--- DATA FOR THIS EXERCISE ---
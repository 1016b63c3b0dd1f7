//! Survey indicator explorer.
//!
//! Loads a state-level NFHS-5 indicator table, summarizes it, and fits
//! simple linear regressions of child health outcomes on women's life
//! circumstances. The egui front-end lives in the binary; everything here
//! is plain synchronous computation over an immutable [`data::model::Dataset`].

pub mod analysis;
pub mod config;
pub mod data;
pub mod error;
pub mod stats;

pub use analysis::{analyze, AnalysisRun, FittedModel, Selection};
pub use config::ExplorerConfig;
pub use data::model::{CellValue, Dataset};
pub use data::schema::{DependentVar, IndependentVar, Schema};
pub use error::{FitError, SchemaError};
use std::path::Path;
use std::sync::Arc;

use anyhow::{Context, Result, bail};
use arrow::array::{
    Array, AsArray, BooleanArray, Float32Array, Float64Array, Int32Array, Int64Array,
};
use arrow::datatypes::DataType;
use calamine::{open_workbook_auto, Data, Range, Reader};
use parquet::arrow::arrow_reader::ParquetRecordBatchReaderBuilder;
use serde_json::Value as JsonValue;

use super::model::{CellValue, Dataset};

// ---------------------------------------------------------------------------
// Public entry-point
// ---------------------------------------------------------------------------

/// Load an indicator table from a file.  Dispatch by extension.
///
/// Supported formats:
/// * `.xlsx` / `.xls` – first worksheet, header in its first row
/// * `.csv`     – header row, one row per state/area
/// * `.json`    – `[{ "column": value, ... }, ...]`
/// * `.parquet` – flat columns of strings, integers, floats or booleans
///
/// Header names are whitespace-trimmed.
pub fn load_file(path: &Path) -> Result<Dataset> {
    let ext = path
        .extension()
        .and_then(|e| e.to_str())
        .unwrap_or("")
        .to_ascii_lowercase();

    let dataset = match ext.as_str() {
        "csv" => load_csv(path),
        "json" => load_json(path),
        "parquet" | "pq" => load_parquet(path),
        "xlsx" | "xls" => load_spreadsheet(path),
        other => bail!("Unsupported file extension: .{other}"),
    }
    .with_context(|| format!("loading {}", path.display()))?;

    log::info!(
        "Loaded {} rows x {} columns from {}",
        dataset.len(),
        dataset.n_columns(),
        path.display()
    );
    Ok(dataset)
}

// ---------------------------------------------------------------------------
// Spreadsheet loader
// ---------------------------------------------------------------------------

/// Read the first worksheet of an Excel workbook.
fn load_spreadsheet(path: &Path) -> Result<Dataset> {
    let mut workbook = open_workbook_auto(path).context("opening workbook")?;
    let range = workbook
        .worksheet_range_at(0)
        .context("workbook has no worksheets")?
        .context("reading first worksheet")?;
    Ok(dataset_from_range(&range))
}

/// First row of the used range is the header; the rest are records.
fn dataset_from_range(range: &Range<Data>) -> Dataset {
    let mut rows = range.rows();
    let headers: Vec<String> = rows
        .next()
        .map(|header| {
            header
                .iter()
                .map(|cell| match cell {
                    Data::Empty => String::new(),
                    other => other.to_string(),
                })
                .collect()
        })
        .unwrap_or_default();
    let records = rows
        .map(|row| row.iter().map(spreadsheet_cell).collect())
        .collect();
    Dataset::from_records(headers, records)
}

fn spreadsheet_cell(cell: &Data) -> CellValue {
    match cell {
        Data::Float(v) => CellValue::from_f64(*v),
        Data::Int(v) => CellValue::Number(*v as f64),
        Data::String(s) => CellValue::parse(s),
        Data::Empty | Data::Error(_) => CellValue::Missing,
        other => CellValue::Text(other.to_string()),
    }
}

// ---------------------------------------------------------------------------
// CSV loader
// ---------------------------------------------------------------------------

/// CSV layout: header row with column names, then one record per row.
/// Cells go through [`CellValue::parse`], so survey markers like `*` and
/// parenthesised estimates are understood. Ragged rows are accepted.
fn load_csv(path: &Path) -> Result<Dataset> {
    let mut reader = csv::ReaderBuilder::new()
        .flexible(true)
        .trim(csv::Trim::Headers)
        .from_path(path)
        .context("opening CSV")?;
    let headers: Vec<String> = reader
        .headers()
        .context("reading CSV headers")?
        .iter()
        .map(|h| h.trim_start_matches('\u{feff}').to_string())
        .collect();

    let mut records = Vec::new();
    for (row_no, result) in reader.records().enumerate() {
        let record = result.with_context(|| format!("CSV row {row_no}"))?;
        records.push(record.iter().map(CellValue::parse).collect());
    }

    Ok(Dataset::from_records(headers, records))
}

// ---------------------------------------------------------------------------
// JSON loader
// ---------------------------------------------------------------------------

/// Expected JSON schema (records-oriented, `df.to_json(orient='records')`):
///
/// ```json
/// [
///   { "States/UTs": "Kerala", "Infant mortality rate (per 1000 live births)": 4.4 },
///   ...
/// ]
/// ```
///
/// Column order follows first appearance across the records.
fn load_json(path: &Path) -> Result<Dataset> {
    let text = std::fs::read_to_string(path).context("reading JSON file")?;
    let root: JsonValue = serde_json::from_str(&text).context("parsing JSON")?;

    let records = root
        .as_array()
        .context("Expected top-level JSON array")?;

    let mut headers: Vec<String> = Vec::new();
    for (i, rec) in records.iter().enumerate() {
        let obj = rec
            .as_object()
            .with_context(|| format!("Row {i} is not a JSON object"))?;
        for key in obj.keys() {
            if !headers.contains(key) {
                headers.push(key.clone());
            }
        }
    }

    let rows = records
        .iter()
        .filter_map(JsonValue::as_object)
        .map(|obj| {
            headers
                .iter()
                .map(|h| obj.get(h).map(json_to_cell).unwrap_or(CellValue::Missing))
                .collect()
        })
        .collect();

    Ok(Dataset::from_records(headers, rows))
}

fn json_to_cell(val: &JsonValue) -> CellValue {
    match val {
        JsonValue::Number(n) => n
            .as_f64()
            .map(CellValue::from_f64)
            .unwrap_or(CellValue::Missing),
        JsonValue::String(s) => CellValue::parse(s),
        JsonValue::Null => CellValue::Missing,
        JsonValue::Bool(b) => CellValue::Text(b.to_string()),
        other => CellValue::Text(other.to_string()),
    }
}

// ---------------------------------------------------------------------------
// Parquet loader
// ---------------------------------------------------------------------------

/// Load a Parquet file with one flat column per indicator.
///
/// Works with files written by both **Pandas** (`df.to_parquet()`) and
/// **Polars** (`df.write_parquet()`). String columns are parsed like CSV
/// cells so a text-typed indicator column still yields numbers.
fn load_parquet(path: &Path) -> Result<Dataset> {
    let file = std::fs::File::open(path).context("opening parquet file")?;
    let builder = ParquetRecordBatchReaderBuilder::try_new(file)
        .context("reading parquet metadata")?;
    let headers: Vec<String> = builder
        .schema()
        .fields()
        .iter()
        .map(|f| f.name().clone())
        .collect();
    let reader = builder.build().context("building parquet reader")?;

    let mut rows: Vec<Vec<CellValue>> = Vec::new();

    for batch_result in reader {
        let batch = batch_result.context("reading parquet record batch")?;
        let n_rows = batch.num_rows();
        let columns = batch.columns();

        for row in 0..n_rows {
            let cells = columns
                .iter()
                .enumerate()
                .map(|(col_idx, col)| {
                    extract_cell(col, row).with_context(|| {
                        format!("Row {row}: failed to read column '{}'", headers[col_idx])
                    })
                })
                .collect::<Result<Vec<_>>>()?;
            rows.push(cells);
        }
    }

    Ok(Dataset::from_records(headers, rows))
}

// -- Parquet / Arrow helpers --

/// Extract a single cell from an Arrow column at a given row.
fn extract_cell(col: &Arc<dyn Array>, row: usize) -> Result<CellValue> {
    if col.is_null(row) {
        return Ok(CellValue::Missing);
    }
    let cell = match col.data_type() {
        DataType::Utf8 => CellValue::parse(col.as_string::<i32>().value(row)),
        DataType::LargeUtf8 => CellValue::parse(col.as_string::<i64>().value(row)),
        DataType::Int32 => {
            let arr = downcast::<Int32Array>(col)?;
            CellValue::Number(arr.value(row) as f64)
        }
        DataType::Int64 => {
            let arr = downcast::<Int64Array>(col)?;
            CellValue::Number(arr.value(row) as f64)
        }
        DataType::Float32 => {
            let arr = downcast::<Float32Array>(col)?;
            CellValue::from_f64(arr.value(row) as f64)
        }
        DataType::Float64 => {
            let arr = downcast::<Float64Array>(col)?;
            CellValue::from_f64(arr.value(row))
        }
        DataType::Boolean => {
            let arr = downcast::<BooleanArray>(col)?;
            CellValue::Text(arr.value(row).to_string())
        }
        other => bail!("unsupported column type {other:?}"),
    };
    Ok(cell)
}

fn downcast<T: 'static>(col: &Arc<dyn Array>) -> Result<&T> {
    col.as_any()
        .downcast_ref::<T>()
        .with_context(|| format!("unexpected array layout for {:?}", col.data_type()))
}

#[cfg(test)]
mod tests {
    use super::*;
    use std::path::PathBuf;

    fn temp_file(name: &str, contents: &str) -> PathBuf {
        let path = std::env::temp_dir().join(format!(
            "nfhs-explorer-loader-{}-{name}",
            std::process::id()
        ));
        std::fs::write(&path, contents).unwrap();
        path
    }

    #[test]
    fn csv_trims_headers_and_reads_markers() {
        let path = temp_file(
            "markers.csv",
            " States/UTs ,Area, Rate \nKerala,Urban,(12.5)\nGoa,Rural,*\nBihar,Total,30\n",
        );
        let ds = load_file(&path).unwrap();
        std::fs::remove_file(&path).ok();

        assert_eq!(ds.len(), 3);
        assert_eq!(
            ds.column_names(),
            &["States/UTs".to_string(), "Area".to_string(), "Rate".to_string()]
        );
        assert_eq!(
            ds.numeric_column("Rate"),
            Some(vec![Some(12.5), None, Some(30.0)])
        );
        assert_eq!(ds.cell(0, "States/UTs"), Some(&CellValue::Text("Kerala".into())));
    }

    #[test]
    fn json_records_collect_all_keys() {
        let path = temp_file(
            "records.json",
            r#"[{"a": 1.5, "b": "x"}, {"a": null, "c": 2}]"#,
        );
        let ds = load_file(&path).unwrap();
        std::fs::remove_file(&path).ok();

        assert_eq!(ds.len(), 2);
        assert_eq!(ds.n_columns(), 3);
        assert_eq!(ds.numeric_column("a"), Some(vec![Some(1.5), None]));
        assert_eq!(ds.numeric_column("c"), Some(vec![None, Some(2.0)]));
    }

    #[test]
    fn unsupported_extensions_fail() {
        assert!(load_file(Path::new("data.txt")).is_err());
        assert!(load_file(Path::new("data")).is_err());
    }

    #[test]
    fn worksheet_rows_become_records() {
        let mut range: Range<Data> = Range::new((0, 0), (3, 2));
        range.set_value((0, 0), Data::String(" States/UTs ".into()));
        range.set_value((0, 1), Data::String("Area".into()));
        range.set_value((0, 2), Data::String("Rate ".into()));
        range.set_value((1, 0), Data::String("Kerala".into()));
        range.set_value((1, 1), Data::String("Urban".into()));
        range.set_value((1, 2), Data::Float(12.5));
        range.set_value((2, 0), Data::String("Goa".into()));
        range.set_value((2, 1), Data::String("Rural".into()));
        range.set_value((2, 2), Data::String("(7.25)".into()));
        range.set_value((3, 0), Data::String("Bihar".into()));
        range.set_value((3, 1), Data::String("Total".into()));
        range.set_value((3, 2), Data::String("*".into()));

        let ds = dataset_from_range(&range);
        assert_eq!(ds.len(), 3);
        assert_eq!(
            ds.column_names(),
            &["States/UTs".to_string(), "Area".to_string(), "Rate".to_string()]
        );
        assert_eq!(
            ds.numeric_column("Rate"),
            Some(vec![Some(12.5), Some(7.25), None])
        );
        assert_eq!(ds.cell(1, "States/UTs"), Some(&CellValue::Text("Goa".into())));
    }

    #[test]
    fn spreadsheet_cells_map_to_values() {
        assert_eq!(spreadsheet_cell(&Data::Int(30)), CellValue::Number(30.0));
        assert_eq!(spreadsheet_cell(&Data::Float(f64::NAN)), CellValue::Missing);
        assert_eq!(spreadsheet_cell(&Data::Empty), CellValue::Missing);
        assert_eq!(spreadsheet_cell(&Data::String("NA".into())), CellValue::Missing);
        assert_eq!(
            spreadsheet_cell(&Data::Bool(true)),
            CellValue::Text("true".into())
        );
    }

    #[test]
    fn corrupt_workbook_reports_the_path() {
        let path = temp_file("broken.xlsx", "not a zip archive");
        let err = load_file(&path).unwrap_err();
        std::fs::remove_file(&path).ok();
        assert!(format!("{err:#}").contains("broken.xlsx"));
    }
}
---
→ PROBLEM DESCRIPTION
Please transcribe exactly the lines above from the line that has "rows.push(cells);" up to and including the line that has "fn extract_cell(col: &Arc<dyn"; no other line belongs in the answer.

→ TASK SOLUTION
            rows.push(cells);
        }
    }

    Ok(Dataset::from_records(headers, rows))
}

// -- Parquet / Arrow helpers --

/// Extract a single cell from an Arrow column at a given row.
fn extract_cell(col: &Arc<dyn Array>, row: usize) -> Result<CellValue> {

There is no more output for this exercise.